Rapid response of stage IV colorectal cancer with APC/TP53/KRAS mutations to FOLFIRI and Bevacizumab combination chemotherapy: a case report of use of liquid biopsy.

Authors:
Alexander Hendricks, Philip Rosenstiel, Sebastian Hinz, Greta Burmeister, Christoph Röcken, Kathrin Boersch, Clemens Schafmayer, Thomas Becker, Andre Franke, Michael Forster
Year of publication:
2020
Volume:
21
Issue:
1
Issn:
1471-2350
Journal title abbreviated:
BMC MED GENET
Journal title long:
BMC medical genetics
Impact factor:
1.740
Abstract:
BACKGROUND:Liquid biopsies of blood plasma cell free DNA can be used to monitor treatment response and potentially detect mutations that are present in resistant clones in metastatic cancer patients. CASE PRESENTATION:In our non-interventional liquid biopsy study, a male patient in his fifties diagnosed with stage IV colorectal cancer and polytope liver metastases rapidly progressed after completing chemotherapy and deceased 8 months after diagnosis. Retrospective cell free DNA testing showed that the APC/TP53/KRAS major clone responded quickly after 3 cycles of FOLFIRI + Bevacizumab. Retrospective exome sequencing of pre-chemotherapy and post-chemotherapy tissue samples including metastases confirmed that the APC/TP53/KRAS and other major clonal mutations (GPR50, SLC5A, ZIC3, SF3A1 and others) were present in all samples. After the last chemotherapy cycle, CT imaging, CEA and CA19-9 markers validated the cfDNA findings of treatment response. However, 5 weeks later, the tumour had rapidly progressed.
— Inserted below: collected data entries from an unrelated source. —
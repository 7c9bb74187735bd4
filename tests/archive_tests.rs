#[cfg(test)]
mod tests {
    use flate2::read::GzDecoder;
    use std::collections::BTreeMap;
    use std::io::Read;
    use std::path::Path;
    use tempfile::TempDir;
    use uplugin_release::archive::{ArchiveFormat, archive};

    fn staged_tree(root: &Path) {
        std::fs::create_dir_all(root.join("sub")).unwrap();
        std::fs::write(root.join("a.txt"), "alpha").unwrap();
        std::fs::write(root.join("sub/b.txt"), "beta").unwrap();
    }

    fn expected() -> BTreeMap<String, String> {
        BTreeMap::from([
            ("a.txt".to_string(), "alpha".to_string()),
            ("sub/b.txt".to_string(), "beta".to_string()),
        ])
    }

    #[tokio::test]
    async fn test_zip_round_trip() {
        let temp = TempDir::new().unwrap();
        let staging_root = temp.path().join("package-release");
        staged_tree(&staging_root);

        let written = archive(&staging_root, &temp.path().join("Widget-1.0"), ArchiveFormat::Zip)
            .await
            .unwrap();
        assert_eq!(written, temp.path().join("Widget-1.0.zip"));

        let mut zip = zip::ZipArchive::new(std::fs::File::open(&written).unwrap()).unwrap();
        let mut files = BTreeMap::new();
        for i in 0..zip.len() {
            let mut entry = zip.by_index(i).unwrap();
            if entry.is_dir() {
                continue;
            }
            let mut content = String::new();
            entry.read_to_string(&mut content).unwrap();
            files.insert(entry.name().to_string(), content);
        }
        assert_eq!(files, expected());
    }

    #[tokio::test]
    async fn test_tar_gz_round_trip() {
        let temp = TempDir::new().unwrap();
        let staging_root = temp.path().join("package-release");
        staged_tree(&staging_root);

        let written = archive(
            &staging_root,
            &temp.path().join("dist/Widget-1.0"),
            ArchiveFormat::TarGz,
        )
        .await
        .unwrap();
        assert_eq!(written, temp.path().join("dist/Widget-1.0.tar.gz"));

        let decoder = GzDecoder::new(std::fs::File::open(&written).unwrap());
        let mut tar = tar::Archive::new(decoder);
        let mut files = BTreeMap::new();
        for entry in tar.entries().unwrap() {
            let mut entry = entry.unwrap();
            if entry.header().entry_type().is_dir() {
                continue;
            }
            let name = entry.path().unwrap().to_string_lossy().replace('\\', "/");
            let mut content = String::new();
            entry.read_to_string(&mut content).unwrap();
            files.insert(name, content);
        }
        assert_eq!(files, expected());
    }

    #[tokio::test]
    async fn test_archive_inside_staging_tree_rejected() {
        let temp = TempDir::new().unwrap();
        let staging_root = temp.path().join("package-release");
        staged_tree(&staging_root);

        let result = archive(&staging_root, &staging_root.join("self"), ArchiveFormat::Zip).await;
        assert!(result.is_err());
        assert!(!staging_root.join("self.zip").exists());
    }

    #[tokio::test]
    async fn test_missing_staging_tree_rejected() {
        let temp = TempDir::new().unwrap();
        let result = archive(
            &temp.path().join("absent"),
            &temp.path().join("out"),
            ArchiveFormat::TarGz,
        )
        .await;
        assert!(result.is_err());
    }
}
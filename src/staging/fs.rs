//! File system primitives for staging trees.
//!
//! Provides tree removal that survives read-only entries, file and directory
//! copies with symlink preservation, and path-annotated error handling.

use crate::error::{ErrorExt, Result, StagingError};
use std::{
    fs::Permissions,
    io,
    path::{Path, PathBuf},
};
use tokio::fs;
use walkdir::WalkDir;

/// Removes the file or directory tree at `path` if it exists.
///
/// Read-only attributes are cleared on every entry first, otherwise removal
/// fails on some platforms. Symlinks are unlinked, never followed.
pub async fn remove_tree(path: &Path) -> Result<()> {
    let metadata = match fs::symlink_metadata(path).await {
        Ok(metadata) => metadata,
        Err(e) if e.kind() == io::ErrorKind::NotFound => return Ok(()),
        Err(e) => return Err(e).fs_context("inspecting", path),
    };

    if !metadata.is_dir() {
        if metadata.is_file()
            && let Some(perms) = writable_permissions(metadata.permissions(), false)
        {
            fs::set_permissions(path, perms)
                .await
                .fs_context("clearing read-only attribute on", path)?;
        }
        return fs::remove_file(path).await.fs_context("removing file", path);
    }

    let root = path.to_path_buf();
    tokio::task::spawn_blocking(move || make_tree_writable(&root)).await??;

    log::debug!("removing tree {}", path.display());
    fs::remove_dir_all(path)
        .await
        .fs_context("removing directory", path)
}

/// Removes `path` and recreates it as an empty directory.
pub async fn prepare_dir(path: &Path) -> Result<()> {
    remove_tree(path).await?;
    fs::create_dir_all(path)
        .await
        .fs_context("creating directory", path)
}

fn make_tree_writable(path: &Path) -> Result<()> {
    let metadata = std::fs::symlink_metadata(path).fs_context("inspecting", path)?;
    if metadata.file_type().is_symlink() {
        return Ok(());
    }

    if let Some(perms) = writable_permissions(metadata.permissions(), metadata.is_dir()) {
        std::fs::set_permissions(path, perms)
            .fs_context("clearing read-only attribute on", path)?;
    }

    if metadata.is_dir() {
        for entry in std::fs::read_dir(path).fs_context("reading directory", path)? {
            let entry = entry.fs_context("reading directory", path)?;
            make_tree_writable(&entry.path())?;
        }
    }
    Ok(())
}

/// Returns the permissions an entry needs to be deletable, or `None` if it already has them.
#[cfg(unix)]
fn writable_permissions(mut perms: Permissions, is_dir: bool) -> Option<Permissions> {
    use std::os::unix::fs::PermissionsExt;

    let mode = perms.mode();
    let wanted = if is_dir { mode | 0o700 } else { mode | 0o200 };
    if wanted == mode {
        return None;
    }
    perms.set_mode(wanted);
    Some(perms)
}

/// Returns the permissions an entry needs to be deletable, or `None` if it already has them.
#[cfg(not(unix))]
fn writable_permissions(mut perms: Permissions, _is_dir: bool) -> Option<Permissions> {
    if !perms.readonly() {
        return None;
    }
    #[allow(clippy::permissions_set_readonly_false)]
    perms.set_readonly(false);
    Some(perms)
}

/// Makes a symbolic link to a directory.
#[cfg(unix)]
fn symlink_dir(src: &Path, dst: &Path) -> io::Result<()> {
    std::os::unix::fs::symlink(src, dst)
}

/// Makes a symbolic link to a directory.
#[cfg(windows)]
fn symlink_dir(src: &Path, dst: &Path) -> io::Result<()> {
    std::os::windows::fs::symlink_dir(src, dst)
}

/// Makes a symbolic link to a file.
#[cfg(unix)]
fn symlink_file(src: &Path, dst: &Path) -> io::Result<()> {
    std::os::unix::fs::symlink(src, dst)
}

/// Makes a symbolic link to a file.
#[cfg(windows)]
fn symlink_file(src: &Path, dst: &Path) -> io::Result<()> {
    std::os::windows::fs::symlink_file(src, dst)
}

/// Copies a regular file from one path to another, creating any parent
/// directories of the destination path as necessary.
///
/// Fails if the source path is a directory or doesn't exist.
pub async fn copy_file(from: &Path, to: &Path) -> Result<()> {
    if !from.exists() {
        return Err(StagingError::MissingSource {
            path: from.to_path_buf(),
        }
        .into());
    }
    if !from.is_file() {
        return Err(StagingError::UnexpectedKind {
            path: from.to_path_buf(),
            expected: "file",
        }
        .into());
    }
    if let Some(dest_dir) = to.parent() {
        fs::create_dir_all(dest_dir)
            .await
            .fs_context("creating directory", dest_dir)?;
    }
    fs::copy(from, to).await.fs_context("copying file", from)?;
    Ok(())
}

/// Recursively copies the contents of directory `from` into `to`, creating
/// `to` and any parents as necessary.
///
/// Existing entries in `to` are kept; same-named files are overwritten.
/// Symlinks are recreated as symlinks. Returns the number of files copied.
pub async fn copy_dir(from: &Path, to: &Path) -> Result<usize> {
    if !from.exists() {
        return Err(StagingError::MissingSource {
            path: from.to_path_buf(),
        }
        .into());
    }
    if !from.is_dir() {
        return Err(StagingError::UnexpectedKind {
            path: from.to_path_buf(),
            expected: "directory",
        }
        .into());
    }
    fs::create_dir_all(to)
        .await
        .fs_context("creating directory", to)?;

    let mut copied = 0;
    for entry in WalkDir::new(from) {
        let entry = entry?;
        debug_assert!(entry.path().starts_with(from));
        let rel_path = entry.path().strip_prefix(from)?;
        let dest_path: PathBuf = to.join(rel_path);

        if entry.file_type().is_symlink() {
            let target = fs::read_link(entry.path())
                .await
                .fs_context("reading symlink", entry.path())?;
            if fs::symlink_metadata(&dest_path).await.is_ok() {
                remove_tree(&dest_path).await?;
            }
            if entry.path().is_dir() {
                symlink_dir(&target, &dest_path).fs_context("creating symlink", &dest_path)?;
            } else {
                symlink_file(&target, &dest_path).fs_context("creating symlink", &dest_path)?;
            }
        } else if entry.file_type().is_dir() {
            fs::create_dir_all(&dest_path)
                .await
                .fs_context("creating directory", &dest_path)?;
        } else {
            log::debug!("copy {} -> {}", entry.path().display(), dest_path.display());
            fs::copy(entry.path(), &dest_path)
                .await
                .fs_context("copying file", entry.path())?;
            copied += 1;
        }
    }

    Ok(copied)
}

#[cfg(test)]
mod tests {
    use super::*;
    use tempfile::TempDir;

    #[tokio::test]
    async fn test_remove_tree_missing_is_noop() {
        let temp = TempDir::new().unwrap();
        let result = remove_tree(&temp.path().join("absent")).await;
        assert!(result.is_ok(), "{:?}", result.err());
    }

    #[tokio::test]
    async fn test_remove_tree_single_file() {
        let temp = TempDir::new().unwrap();
        let file = temp.path().join("lone.txt");
        std::fs::write(&file, "x").unwrap();
        remove_tree(&file).await.unwrap();
        assert!(!file.exists());
    }

    #[cfg(unix)]
    #[tokio::test]
    async fn test_remove_tree_leaves_symlink_target() {
        let temp = TempDir::new().unwrap();
        let outside = temp.path().join("outside");
        std::fs::create_dir(&outside).unwrap();
        std::fs::write(outside.join("keep.txt"), "keep").unwrap();

        let tree = temp.path().join("tree");
        std::fs::create_dir(&tree).unwrap();
        std::os::unix::fs::symlink(&outside, tree.join("link")).unwrap();

        remove_tree(&tree).await.unwrap();
        assert!(!tree.exists());
        assert!(outside.join("keep.txt").exists());
    }

    #[tokio::test]
    async fn test_copy_file_rejects_directory() {
        let temp = TempDir::new().unwrap();
        let err = copy_file(temp.path(), &temp.path().join("out"))
            .await
            .unwrap_err();
        assert!(matches!(
            err,
            crate::error::ReleaseError::Staging(StagingError::UnexpectedKind {
                expected: "file",
                ..
            })
        ));
    }

    #[cfg(unix)]
    #[test]
    fn test_writable_permissions_adds_owner_bits() {
        use std::os::unix::fs::PermissionsExt;

        let perms = writable_permissions(Permissions::from_mode(0o444), false).unwrap();
        assert_eq!(perms.mode() & 0o777, 0o644);

        let perms = writable_permissions(Permissions::from_mode(0o555), true).unwrap();
        assert_eq!(perms.mode() & 0o777, 0o755);

        assert!(writable_permissions(Permissions::from_mode(0o644), false).is_none());
    }
}
//! HTTP server — axum router over the ledger and game engines.
//!
//! One permissive CORS layer for the whole surface (the Telegram
//! mini-app is served from a different origin); caller identity arrives
//! via the `X-User-Id` header and is only trusted after the admin gate.

pub mod error;
pub mod routes;

use anyhow::{Context, Result};
use axum::http::{header, HeaderName, HeaderValue, Method};
use axum::routing::{get, post};
use axum::Router;
use sqlx::SqlitePool;
use std::sync::Arc;
use std::time::Duration;
use tower_http::cors::CorsLayer;
use tracing::info;

use crate::config::GameConfig;
use crate::engine::bet::BetEngine;
use crate::engine::cashout::CashoutEngine;
use crate::engine::leaderboard::Leaderboard;
use crate::ledger::Ledger;

/// Shared state accessible by all route handlers.
pub struct AppState {
    pub ledger: Ledger,
    pub bets: BetEngine,
    pub cashouts: CashoutEngine,
    pub leaderboard: Leaderboard,
    pub leaderboard_size: i64,
    pub admin_list_cap: i64,
}

pub type SharedState = Arc<AppState>;

impl AppState {
    pub fn new(pool: SqlitePool, game: &GameConfig) -> Self {
        Self {
            ledger: Ledger::new(pool.clone(), game.starting_balance),
            bets: BetEngine::new(pool.clone()),
            cashouts: CashoutEngine::new(pool.clone()),
            leaderboard: Leaderboard::new(pool),
            leaderboard_size: game.leaderboard_size,
            admin_list_cap: game.admin_list_cap,
        }
    }
}

/// Build the axum router with all routes and middleware.
pub fn build_router(state: SharedState) -> Router {
    let cors = CorsLayer::new()
        .allow_origin("*".parse::<HeaderValue>().unwrap())
        .allow_methods([Method::GET, Method::POST, Method::PUT, Method::OPTIONS])
        .allow_headers([header::CONTENT_TYPE, HeaderName::from_static("x-user-id")])
        .max_age(Duration::from_secs(86_400));

    Router::new()
        .route("/api/auth", post(routes::auth_user))
        .route(
            "/api/game",
            get(routes::get_leaderboard).post(routes::game_action),
        )
        .route(
            "/api/admin",
            get(routes::admin_data)
                .post(routes::admin_set_balance)
                .put(routes::admin_set_admin),
        )
        .route("/health", get(routes::health))
        .layer(cors)
        .with_state(state)
}

/// Bind and serve until ctrl-c.
pub async fn serve(state: SharedState, host: &str, port: u16) -> Result<()> {
    let app = build_router(state);
    let addr = format!("{host}:{port}");

    let listener = tokio::net::TcpListener::bind(&addr)
        .await
        .with_context(|| format!("Failed to bind {addr}"))?;
    info!(%addr, "HTTP server listening");

    axum::serve(listener, app)
        .with_graceful_shutdown(async {
            let _ = tokio::signal::ctrl_c().await;
            info!("Shutdown signal received.");
        })
        .await
        .context("Server error")?;

    Ok(())
}

// ---------------------------------------------------------------------------
// Tests
// ---------------------------------------------------------------------------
CONCLUSION:As FOLFIRI+Bevacizumab has recently also been associated with sustained complete remission in a APC/TP53/KRAS triple-mutated patient, these driver genes should be tested and monitored in a more in-depth manner in future patients. Patients with metastatic disease should be monitored more closely during and after chemotherapy, ideally using cfDNA.